Just how racist is your pollution?

Very?

Studies dating back to the 1970s have pointed to a consistent pattern in who lives near the kinds of hazards –  toxic waste sites, landfills, congested highways — that few of us would willingly choose as neighbors. The invariable answer: poor people and communities of color.

This pattern of “environmental injustice” suggests that minorities may contend every day with disproportionate health risks from tailpipe exhaust or coal plant emissions. But these health risks are harder to quantify than, say, the number of power plants in a city. And most of the research that has tried to do this has been limited to a single metropolitan area, or to those few places that happen to have good monitoring data on pollution.

Can we guess why?

Specifically, they found that minorities are on average exposed to 38 percent higher levels of outdoor NO2 than whites in the communities where they live, based on demographic data from the 2000 census. That gap varies across the country, though, and it’s substantially wider in the biggest cities. Nationwide, the difference in exposure is akin to approximately 7,000 deaths a year from heart disease.

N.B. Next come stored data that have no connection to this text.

//! Dual-sink logging setup: stderr stream plus `init.log` file.

use std::fmt;
use std::fs::OpenOptions;
use std::io;
use std::path::{Path, PathBuf};
use std::sync::Mutex;

use chrono::Local;
use tracing::{Event, Subscriber};
use tracing_subscriber::Layer as _;
use tracing_subscriber::filter::LevelFilter;
use tracing_subscriber::fmt::format::Writer;
use tracing_subscriber::fmt::{FmtContext, FormatEvent, FormatFields};
use tracing_subscriber::layer::SubscriberExt;
use tracing_subscriber::registry::LookupSpan;
use tracing_subscriber::util::SubscriberInitExt;

use crate::error::AppError;

/// Null device path used to disable the file sink in dev-only mode.
pub const NULL_DEVICE: &str = if cfg!(windows) { "NUL" } else { "/dev/null" };

/// Event formatter producing
/// `YYYY-MM-DD HH:MM:SS : LEVEL - <module> - ln:<line> >> <message>`.
struct InitLogFormat;

impl<S, N> FormatEvent<S, N> for InitLogFormat
where
    S: Subscriber + for<'a> LookupSpan<'a>,
    N: for<'a> FormatFields<'a> + 'static,
{
    fn format_event(
        &self,
        ctx: &FmtContext<'_, S, N>,
        mut writer: Writer<'_>,
        event: &Event<'_>,
    ) -> fmt::Result {
        let meta = event.metadata();
        write!(
            writer,
            "{} : {} - {} - ln:{} >> ",
            Local::now().format("%Y-%m-%d %H:%M:%S"),
            meta.level(),
            meta.target(),
            meta.line().unwrap_or(0),
        )?;
        ctx.field_format().format_fields(writer.by_ref(), event)?;
        writeln!(writer)
    }
}

/// Install the process-wide logging configuration.
///
/// The stderr sink filters at DEBUG when `debug` is set, WARN otherwise.
/// The file sink filters at INFO and appends to `<project_dir>/init.log`,
/// redirected to the null device in dev-only mode so a dev checkout stays
/// clean. Must be called exactly once, before any component logs.
///
/// Returns the resolved file-sink target.
pub fn init_logging(
    project_dir: &Path,
    debug: bool,
    dev_only: bool,
) -> Result<PathBuf, AppError> {
    let console_level = if debug { LevelFilter::DEBUG } else { LevelFilter::WARN };
    let log_target = if dev_only {
        PathBuf::from(NULL_DEVICE)
    } else {
        project_dir.join("init.log")
    };
    let log_file = OpenOptions::new().create(true).append(true).open(&log_target)?;

    let console_layer = tracing_subscriber::fmt::layer()
        .event_format(InitLogFormat)
        .with_writer(io::stderr)
        .with_filter(console_level);
    let file_layer = tracing_subscriber::fmt::layer()
        .event_format(InitLogFormat)
        .with_writer(Mutex::new(log_file))
        .with_filter(LevelFilter::INFO);

    tracing_subscriber::registry().with(console_layer).with(file_layer).init();

    Ok(log_target)
}
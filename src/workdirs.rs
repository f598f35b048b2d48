//! Working-directory scaffold for downstream pipeline runs.

use std::fs;
use std::path::{Path, PathBuf};

use tracing::info;

use crate::error::AppError;

/// Fixed subfolder manifest, relative to `<project_dir>/wd`.
const WD_SUBFOLDERS: [&[&str]; 8] = [
    &["proc"],
    &["results"],
    &["log"],
    &["rsrc"],
    &["log", "cluster_jobs", "err"],
    &["log", "cluster_jobs", "out"],
    &["global_ref"],
    &["local_ref"],
];

/// Create the working-directory hierarchy under `<project_dir>/wd`.
///
/// Idempotent: existing directories are left as-is, intermediates are
/// created as needed. Only OS-level failures propagate.
pub fn create_wd_folders(project_dir: &Path) -> Result<(), AppError> {
    info!("Creating working directory structure");
    let wd_toplevel = project_dir.join("wd");
    fs::create_dir_all(&wd_toplevel)?;

    for components in WD_SUBFOLDERS {
        let full_path: PathBuf =
            components.iter().fold(wd_toplevel.clone(), |path, part| path.join(part));
        info!("Creating path {}", full_path.display());
        fs::create_dir_all(&full_path)?;
    }

    Ok(())
}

Minorities are more likely to live in urban areas with more vehicles and less trees?

Regionally, the disparities are largest in the upper Midwest and the Northeast, but the model Marshall and his coauthors developed can drill down from there. These maps show the differences in average exposure to NO2 between low-income nonwhites and high-income whites:

counties cities

In that bottom map, the New York/Newark metropolitan area ranks as having the widest disparity in average exposure between lower-income minority census block groups and upper-income white ones across the entire metro area. New York is followed by Philadelphia; Bridgeport/Stamford, Conn.; Boston; Providence, R.I.; Detroit; Los Angeles; and New Haven, Conn.

The only solution is to bus minorities from the cities and force them to live in the Mountain Time Zone…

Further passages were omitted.